BEGIN
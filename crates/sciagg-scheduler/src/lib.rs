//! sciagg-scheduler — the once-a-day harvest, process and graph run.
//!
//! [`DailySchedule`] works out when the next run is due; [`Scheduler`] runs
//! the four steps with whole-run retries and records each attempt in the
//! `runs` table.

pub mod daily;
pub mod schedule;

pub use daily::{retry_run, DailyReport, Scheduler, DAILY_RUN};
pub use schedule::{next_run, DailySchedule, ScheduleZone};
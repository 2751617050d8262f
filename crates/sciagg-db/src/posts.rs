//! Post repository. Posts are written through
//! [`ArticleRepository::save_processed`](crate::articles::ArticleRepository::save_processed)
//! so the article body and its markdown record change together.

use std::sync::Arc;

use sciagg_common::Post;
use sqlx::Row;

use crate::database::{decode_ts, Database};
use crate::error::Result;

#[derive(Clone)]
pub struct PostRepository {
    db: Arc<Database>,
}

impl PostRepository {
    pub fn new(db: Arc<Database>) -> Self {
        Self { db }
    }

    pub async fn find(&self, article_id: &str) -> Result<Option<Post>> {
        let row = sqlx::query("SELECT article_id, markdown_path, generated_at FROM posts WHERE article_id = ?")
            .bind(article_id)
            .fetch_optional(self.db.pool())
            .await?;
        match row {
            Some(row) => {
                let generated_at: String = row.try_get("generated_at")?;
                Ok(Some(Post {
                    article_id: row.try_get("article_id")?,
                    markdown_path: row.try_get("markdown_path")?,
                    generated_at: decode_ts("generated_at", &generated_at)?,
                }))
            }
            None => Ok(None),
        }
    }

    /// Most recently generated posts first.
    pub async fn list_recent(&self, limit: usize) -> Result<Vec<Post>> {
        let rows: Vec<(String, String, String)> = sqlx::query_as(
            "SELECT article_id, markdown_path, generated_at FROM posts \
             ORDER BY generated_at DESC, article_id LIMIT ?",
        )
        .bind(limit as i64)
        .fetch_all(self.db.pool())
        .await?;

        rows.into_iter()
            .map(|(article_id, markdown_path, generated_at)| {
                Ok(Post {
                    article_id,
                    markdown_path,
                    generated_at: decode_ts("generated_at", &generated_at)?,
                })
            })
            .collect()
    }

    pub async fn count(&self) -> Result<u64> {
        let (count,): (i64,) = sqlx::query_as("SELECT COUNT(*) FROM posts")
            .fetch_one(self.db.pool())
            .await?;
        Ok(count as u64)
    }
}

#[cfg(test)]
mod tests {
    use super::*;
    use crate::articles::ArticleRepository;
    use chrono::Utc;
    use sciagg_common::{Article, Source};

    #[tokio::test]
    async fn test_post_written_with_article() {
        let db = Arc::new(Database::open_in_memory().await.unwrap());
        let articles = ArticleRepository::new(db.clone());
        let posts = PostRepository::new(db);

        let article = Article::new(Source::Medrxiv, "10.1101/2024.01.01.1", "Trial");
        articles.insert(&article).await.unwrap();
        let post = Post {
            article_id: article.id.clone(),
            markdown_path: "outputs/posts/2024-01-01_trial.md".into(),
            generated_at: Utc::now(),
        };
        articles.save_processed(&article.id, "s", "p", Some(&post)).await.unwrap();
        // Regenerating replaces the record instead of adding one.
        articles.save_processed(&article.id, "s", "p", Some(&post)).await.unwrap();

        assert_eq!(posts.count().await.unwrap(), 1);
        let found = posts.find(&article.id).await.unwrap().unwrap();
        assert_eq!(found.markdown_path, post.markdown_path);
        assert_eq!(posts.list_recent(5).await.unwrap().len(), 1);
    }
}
END
Output the listing verbatim through the "pub async fn find(&self, article_id: &str)" line.

◆ Reply to the task
filename crates/sciagg-scheduler/src/lib.rs
//! sciagg-scheduler — the once-a-day harvest, process and graph run.
//!
//! [`DailySchedule`] works out when the next run is due; [`Scheduler`] runs
//! the four steps with whole-run retries and records each attempt in the
//! `runs` table.

pub mod daily;
pub mod schedule;

pub use daily::{retry_run, DailyReport, Scheduler, DAILY_RUN};
pub use schedule::{next_run, DailySchedule, ScheduleZone};
repository 2751617050d8262f
filename crates/sciagg-db/src/posts.rs
//! Post repository. Posts are written through
//! [`ArticleRepository::save_processed`](crate::articles::ArticleRepository::save_processed)
//! so the article body and its markdown record change together.

use std::sync::Arc;

use sciagg_common::Post;
use sqlx::Row;

use crate::database::{decode_ts, Database};
use crate::error::Result;

#[derive(Clone)]
pub struct PostRepository {
    db: Arc<Database>,
}

impl PostRepository {
    pub fn new(db: Arc<Database>) -> Self {
        Self { db }
    }

    pub async fn find(&self, article_id: &str) -> Result<Option<Post>> {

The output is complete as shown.